• [WHAT YOU WILL DO]: Search the entries below for the word "encoded" and copy every line where it appears.

DATA: Begin

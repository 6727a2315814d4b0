//! Dynamic value types for attribute reads and writes
//!
//! Values are the host-neutral representation of attribute data. Numeric
//! coercions are symmetric so that writing back what was read is a no-op.

use serde::{Deserialize, Serialize};

/// A dynamic value that can represent any attribute data
///
/// JSON is untagged, so reading it back picks the first variant that fits.
/// Bytes come back as the base64 `String` and a 16-number `Array` comes back
/// as a `Matrix`. Use JSON for display and dumps, not for exact storage.
#[derive(Debug, Clone, PartialEq, Serialize, Deserialize)]
#[serde(untagged)]
pub enum Value {
    /// Null/None value
    Null,
    /// Boolean value
    Bool(bool),
    /// Integer value (i64 for wide compatibility)
    Int(i64),
    /// Floating point value
    Float(f64),
    /// String value
    String(String),
    /// 4x4 matrix (row-major)
    Matrix([f64; 16]),
    /// Array of values; compound attributes read as one entry per child
    Array(Vec<Value>),
    /// Raw bytes (base64 encoded in JSON)
    #[serde(with = "base64_serde")]
    Bytes(Vec<u8>),
}

/// Absolute tolerance used by [`Value::approx_eq`]
pub const EPSILON: f64 = 1e-6;

impl Value {
    /// Create a null value
    pub fn null() -> Self {
        Self::Null
    }

    /// Check if value is null
    pub fn is_null(&self) -> bool {
        matches!(self, Self::Null)
    }

    /// Raw data that cannot pass through a modifier
    pub fn is_blob(&self) -> bool {
        matches!(self, Self::Bytes(_))
    }

    /// Identity matrix
    pub fn identity() -> Self {
        let mut m = [0.0; 16];
        m[0] = 1.0;
        m[5] = 1.0;
        m[10] = 1.0;
        m[15] = 1.0;
        Self::Matrix(m)
    }

    /// Try to get as bool
    pub fn as_bool(&self) -> Option<bool> {
        match self {
            Self::Bool(b) => Some(*b),
            Self::Int(i) => Some(*i != 0),
            Self::Float(f) => Some(*f != 0.0),
            _ => None,
        }
    }

    /// Try to get as i64
    pub fn as_int(&self) -> Option<i64> {
        match self {
            Self::Int(i) => Some(*i),
            Self::Float(f) => Some(f.round() as i64),
            Self::Bool(b) => Some(*b as i64),
            _ => None,
        }
    }

    /// Try to get as f64
    pub fn as_float(&self) -> Option<f64> {
        match self {
            Self::Float(f) => Some(*f),
            Self::Int(i) => Some(*i as f64),
            Self::Bool(b) => Some(if *b { 1.0 } else { 0.0 }),
            _ => None,
        }
    }

    /// Try to get as string
    pub fn as_str(&self) -> Option<&str> {
        match self {
            Self::String(s) => Some(s),
            _ => None,
        }
    }

    /// Try to get as array
    pub fn as_array(&self) -> Option<&[Value]> {
        match self {
            Self::Array(a) => Some(a),
            _ => None,
        }
    }

    /// Try to get as vec3
    pub fn as_vec3(&self) -> Option<[f64; 3]> {
        match self {
            Self::Array(arr) if arr.len() == 3 => Some([
                arr[0].as_float()?,
                arr[1].as_float()?,
                arr[2].as_float()?,
            ]),
            _ => None,
        }
    }

    /// Try to get as matrix
    pub fn as_matrix(&self) -> Option<[f64; 16]> {
        match self {
            Self::Matrix(m) => Some(*m),
            Self::Array(arr) if arr.len() == 16 => {
                let mut m = [0.0; 16];
                for (slot, v) in m.iter_mut().zip(arr) {
                    *slot = v.as_float()?;
                }
                Some(m)
            }
            _ => None,
        }
    }

    /// Short type label for diagnostics
    pub fn type_name(&self) -> &'static str {
        match self {
            Self::Null => "null",
            Self::Bool(_) => "bool",
            Self::Int(_) => "int",
            Self::Float(_) => "float",
            Self::String(_) => "string",
            Self::Matrix(_) => "matrix",
            Self::Array(_) => "array",
            Self::Bytes(_) => "bytes",
        }
    }

    /// Apply `f` to every numeric leaf, leaving everything else as is
    pub fn map_numeric(&self, f: &impl Fn(f64) -> f64) -> Self {
        match self {
            Self::Float(v) => Self::Float(f(*v)),
            Self::Int(v) => Self::Float(f(*v as f64)),
            Self::Array(items) => Self::Array(items.iter().map(|v| v.map_numeric(f)).collect()),
            other => other.clone(),
        }
    }

    /// Equality with floating-point tolerance, numeric kinds compare across
    pub fn approx_eq(&self, other: &Value) -> bool {
        match (self, other) {
            (Self::Array(a), Self::Array(b)) => {
                a.len() == b.len() && a.iter().zip(b).all(|(x, y)| x.approx_eq(y))
            }
            (Self::Matrix(a), Self::Matrix(b)) => {
                a.iter().zip(b).all(|(x, y)| (x - y).abs() <= EPSILON)
            }
            (Self::Int(_) | Self::Float(_), Self::Int(_) | Self::Float(_)) => {
                match (self.as_float(), other.as_float()) {
                    (Some(x), Some(y)) => (x - y).abs() <= EPSILON * x.abs().max(y.abs()).max(1.0),
                    _ => false,
                }
            }
            _ => self == other,
        }
    }
}

impl Default for Value {
    fn default() -> Self {
        Self::Null
    }
}

impl From<bool> for Value {
    fn from(v: bool) -> Self {
        Self::Bool(v)
    }
}

impl From<i32> for Value {
    fn from(v: i32) -> Self {
        Self::Int(v as i64)
    }
}

impl From<i64> for Value {
    fn from(v: i64) -> Self {
        Self::Int(v)
    }
}

impl From<f32> for Value {
    fn from(v: f32) -> Self {
        Self::Float(v as f64)
    }
}

impl From<f64> for Value {
    fn from(v: f64) -> Self {
        Self::Float(v)
    }
}

impl From<String> for Value {
    fn from(v: String) -> Self {
        Self::String(v)
    }
}

impl From<&str> for Value {
    fn from(v: &str) -> Self {
        Self::String(v.to_string())
    }
}

impl From<[f64; 3]> for Value {
    fn from(v: [f64; 3]) -> Self {
        Self::Array(v.iter().map(|x| Self::Float(*x)).collect())
    }
}

impl From<[f64; 16]> for Value {
    fn from(v: [f64; 16]) -> Self {
        Self::Matrix(v)
    }
}

impl From<Vec<Value>> for Value {
    fn from(v: Vec<Value>) -> Self {
        Self::Array(v)
    }
}

impl From<Vec<u8>> for Value {
    fn from(v: Vec<u8>) -> Self {
        Self::Bytes(v)
    }
}

impl<V: Into<Value>> FromIterator<V> for Value {
    fn from_iter<I: IntoIterator<Item = V>>(iter: I) -> Self {
        Self::Array(iter.into_iter().map(Into::into).collect())
    }
}

/// Helper module for base64 serialization of bytes
mod base64_serde {
    use serde::{Deserialize, Deserializer, Serializer};

    pub fn serialize<S: Serializer>(bytes: &[u8], serializer: S) -> Result<S::Ok, S::Error> {
        use base64::Engine;
        let encoded = base64::engine::general_purpose::STANDARD.encode(bytes);
        serializer.serialize_str(&encoded)
    }

    pub fn deserialize<'de, D: Deserializer<'de>>(deserializer: D) -> Result<Vec<u8>, D::Error> {
        use base64::Engine;
        let s = String::deserialize(deserializer)?;
        base64::engine::general_purpose::STANDARD
            .decode(&s)
            .map_err(serde::de::Error::custom)
    }
}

DATA: End

• [COMPLETED EXERCISE]:
    /// Raw bytes (base64 encoded in JSON)
        let encoded = base64::engine::general_purpose::STANDARD.encode(bytes);
        serializer.serialize_str(&encoded)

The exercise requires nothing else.